• **What is expected**: Search the records below for the string "usize", and report each line that contains it.

• • •

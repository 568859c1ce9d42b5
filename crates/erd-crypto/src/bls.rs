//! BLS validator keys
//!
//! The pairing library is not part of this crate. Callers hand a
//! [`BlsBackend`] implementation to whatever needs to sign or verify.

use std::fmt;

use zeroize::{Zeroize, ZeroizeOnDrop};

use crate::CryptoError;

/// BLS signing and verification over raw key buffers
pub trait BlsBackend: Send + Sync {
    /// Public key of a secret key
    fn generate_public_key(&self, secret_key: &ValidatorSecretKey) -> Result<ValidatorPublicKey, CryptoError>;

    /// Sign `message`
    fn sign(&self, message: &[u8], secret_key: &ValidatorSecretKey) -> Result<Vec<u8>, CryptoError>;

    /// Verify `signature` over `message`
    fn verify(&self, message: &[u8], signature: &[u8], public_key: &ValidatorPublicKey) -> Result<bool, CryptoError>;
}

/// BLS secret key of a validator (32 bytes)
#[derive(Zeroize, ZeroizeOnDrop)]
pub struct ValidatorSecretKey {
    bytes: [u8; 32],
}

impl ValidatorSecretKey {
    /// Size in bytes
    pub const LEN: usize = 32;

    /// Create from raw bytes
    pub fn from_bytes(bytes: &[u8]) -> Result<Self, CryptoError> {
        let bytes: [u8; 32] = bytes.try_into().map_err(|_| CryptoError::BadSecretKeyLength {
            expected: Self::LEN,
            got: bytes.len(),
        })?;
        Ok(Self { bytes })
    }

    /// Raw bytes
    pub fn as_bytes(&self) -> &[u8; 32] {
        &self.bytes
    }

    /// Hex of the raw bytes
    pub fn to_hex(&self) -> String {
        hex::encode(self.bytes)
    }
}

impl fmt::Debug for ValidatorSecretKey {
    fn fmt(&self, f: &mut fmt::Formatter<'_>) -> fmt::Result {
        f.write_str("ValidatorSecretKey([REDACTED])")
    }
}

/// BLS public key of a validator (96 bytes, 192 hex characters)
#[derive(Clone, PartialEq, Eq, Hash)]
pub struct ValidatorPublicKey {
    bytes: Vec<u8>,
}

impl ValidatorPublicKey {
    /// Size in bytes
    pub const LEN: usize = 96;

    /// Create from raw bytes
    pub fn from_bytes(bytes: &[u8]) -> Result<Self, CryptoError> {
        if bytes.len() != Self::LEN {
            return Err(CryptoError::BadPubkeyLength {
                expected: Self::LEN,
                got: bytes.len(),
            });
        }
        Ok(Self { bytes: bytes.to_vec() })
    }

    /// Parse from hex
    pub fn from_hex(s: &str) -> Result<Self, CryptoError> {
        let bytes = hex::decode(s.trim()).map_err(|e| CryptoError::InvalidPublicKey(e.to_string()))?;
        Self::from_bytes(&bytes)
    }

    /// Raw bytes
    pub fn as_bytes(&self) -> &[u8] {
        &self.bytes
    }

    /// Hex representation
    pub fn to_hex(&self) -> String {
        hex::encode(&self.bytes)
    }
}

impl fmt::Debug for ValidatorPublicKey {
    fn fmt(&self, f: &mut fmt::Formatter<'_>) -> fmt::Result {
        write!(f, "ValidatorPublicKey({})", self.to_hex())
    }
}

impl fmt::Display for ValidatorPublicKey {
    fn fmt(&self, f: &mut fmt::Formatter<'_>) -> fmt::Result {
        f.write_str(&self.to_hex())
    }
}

• • •

• **Exercise answer**:
    pub const LEN: usize = 32;
    pub const LEN: usize = 96;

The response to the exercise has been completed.